__What is required__:
Each record below is to be reproduced without any change.

__Provided records__:
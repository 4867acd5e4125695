//! Garrison domain - organizations, patrols, resources, and reputation.
//!
//! Pure domain model: no I/O, no storage, no globals. The engine crate
//! wires these types to a document store and an event bus.

extern crate self as garrison_domain;

pub mod derivation;
pub mod entities;
pub mod error;
pub mod events;
pub mod ids;
pub mod value_objects;

pub use entities::{
    GuardModifier, GuardOrganization, ModifierKind, Patrol, PatrolEffect, PatrolOrder, Reputation,
    Resource,
};

pub use error::DomainError;
pub use events::DomainEvent;

pub use derivation::{
    derive_patrol_stats, Contributor, DerivedStats, StatBreakdown, StatContribution,
};

// Re-export ID types
pub use ids::{
    ActorId, EffectId, ModifierId, OrganizationId, PatrolId, ReputationId, ResourceId,
};

pub use value_objects::{
    ReputationLevel, Standing, StatBlock, StatModification, STAT_MAX, STAT_MIN,
};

__Solution for this problem__:
repository 4867acd5e4125695
//! Garrison domain - organizations, patrols, resources, and reputation.
//!
//! Pure domain model: no I/O, no storage, no globals. The engine crate
//! wires these types to a document store and an event bus.

extern crate self as garrison_domain;

pub mod derivation;
pub mod entities;
pub mod error;
pub mod events;
pub mod ids;
pub mod value_objects;

pub use entities::{
    GuardModifier, GuardOrganization, ModifierKind, Patrol, PatrolEffect, PatrolOrder, Reputation,
    Resource,
};

pub use error::DomainError;
pub use events::DomainEvent;

pub use derivation::{
    derive_patrol_stats, Contributor, DerivedStats, StatBreakdown, StatContribution,
};

// Re-export ID types
pub use ids::{
    ActorId, EffectId, ModifierId, OrganizationId, PatrolId, ReputationId, ResourceId,
};

pub use value_objects::{
    ReputationLevel, Standing, StatBlock, StatModification, STAT_MAX, STAT_MIN,
};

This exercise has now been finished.